“Recollection, as understood in respect to the spiritual life, means attention to the presence of God in the soul. It includes the withdrawal of the mind from external and earthly affairs in order to attend to God and Divine things. It is the same as interior solitude in which the soul is alone with God.” – The Catholic Encyclopedia (1917)
The activity that Buddhists call meditation, Christians call recollection. Although, as it noted, interior solitude is also another term for it. The Eastern Orthodox practice recollection in order to gain stillness (hesychia).
Unfortunately, some Christians have decided to use the word meditation. Although this matches current usage, it does not match what the Bible means by the word.

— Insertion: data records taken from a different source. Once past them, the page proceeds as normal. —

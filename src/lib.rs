//! # querybatch
//!
//! A batch execution scheduler that coalesces many individually-requested
//! lookups into a small number of grouped resolutions. It is the scheduling
//! core of a data-loading batching layer inside a request-processing
//! pipeline (e.g. resolving the fields of a query graph), where naive
//! per-field fetching would cost one round-trip per item.
//!
//! ## Overview
//!
//! Loaders accumulate pending work and register themselves with the
//! per-context [`Executor`](engine::Executor). The executor resolves them in
//! strict registration order, one `tick` at a time, driven by `wait` (until
//! a specific future settles) or `wait_all` (until the registry drains).
//! Loaders discovered mid-resolution are appended behind everything already
//! queued, preserving FIFO fairness across waves of dependent loads.
//!
//! ## Quick Start
//!
//! ```rust
//! use std::rc::Rc;
//! use querybatch::engine::Executor;
//! use querybatch::loader::{Loader, LoaderKey};
//! use querybatch::promise::Promise;
//! use querybatch::Result;
//!
//! struct UserLoader {
//!     output: Promise<Vec<String>>,
//! }
//!
//! impl Loader for UserLoader {
//!     fn key(&self) -> LoaderKey {
//!         LoaderKey::of::<UserLoader>()
//!     }
//!
//!     fn resolve(&self, _executor: &Executor) -> Result<()> {
//!         // One grouped fetch for every user requested this wave.
//!         self.output.fulfill(vec!["ada".to_string(), "grace".to_string()]);
//!         Ok(())
//!     }
//! }
//!
//! # fn main() -> querybatch::Result<()> {
//! let executor = Executor::current();
//! let output = Promise::new();
//! executor.register(Rc::new(UserLoader { output: output.clone() }));
//!
//! executor.wait(&output)?;
//! assert_eq!(output.value().map(|users| users.len()), Some(2));
//! # Ok(())
//! # }
//! ```
//!
//! ## Modules
//!
//! - [`engine`]: the executor, per-context singleton, and metrics
//! - [`loader`]: the loader contract and identity keys
//! - [`promise`]: the future contract and a minimal settle-once promise

#![warn(missing_docs)]
#![warn(rustdoc::missing_crate_level_docs)]

use thiserror::Error;

/// Result type for querybatch operations
pub type Result<T> = std::result::Result<T, BatchError>;

/// Main error type for querybatch operations
#[derive(Error, Debug, Clone)]
pub enum BatchError {
    /// A future was still pending after every queued loader ran to
    /// completion: no registered loader was responsible for settling it.
    /// This is a loader bug surfaced as a rejection, not routine control
    /// flow.
    #[error("Broken future: {0}")]
    BrokenFuture(String),

    /// Loader resolution failure
    #[error("Loader error: {0}")]
    Loader(#[from] loader::LoaderError),

    /// Generic error for unexpected conditions
    #[error("Internal error: {0}")]
    Internal(String),
}

/// Batch execution engine
pub mod engine;

/// Loader contract and identity keys
pub mod loader;

/// Future contract and the settle-once promise
pub mod promise;

#[cfg(test)]
mod tests {
    use super::*;

    #[test]
    fn test_loader_error_converts_to_batch_error() {
        let error: BatchError = loader::LoaderError::Failed("shard down".to_string()).into();
        assert!(matches!(error, BatchError::Loader(_)));
        assert!(error.to_string().contains("shard down"));
    }

    #[test]
    fn test_broken_future_message() {
        let error = BatchError::BrokenFuture("never fulfilled".to_string());
        assert_eq!(error.to_string(), "Broken future: never fulfilled");
    }
}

In the Bible the word meditation is reserved strictly for discursive meditation. Meditation is always used for the activity of thinking about, or pondering on, the word of God or the works of God. The word meditation is never used in the sense of interior. solitude
John Main, a. Benedictine monk, has compounded the problem by not only using the word meditation but by also borrowing the word mantra. It would have been better for him to have called it prayer. Maranatha, after all, is a prayer for the Lord to come (“O Lord, come!”).
I follow the Eastern Orthodox hesychasts of using the Jesus Prayer for the practice of recollection. On the in-breath, I say mentally, “Lord Jesus Christ.” On the out-breath, I say mentally, “have mercy on me.”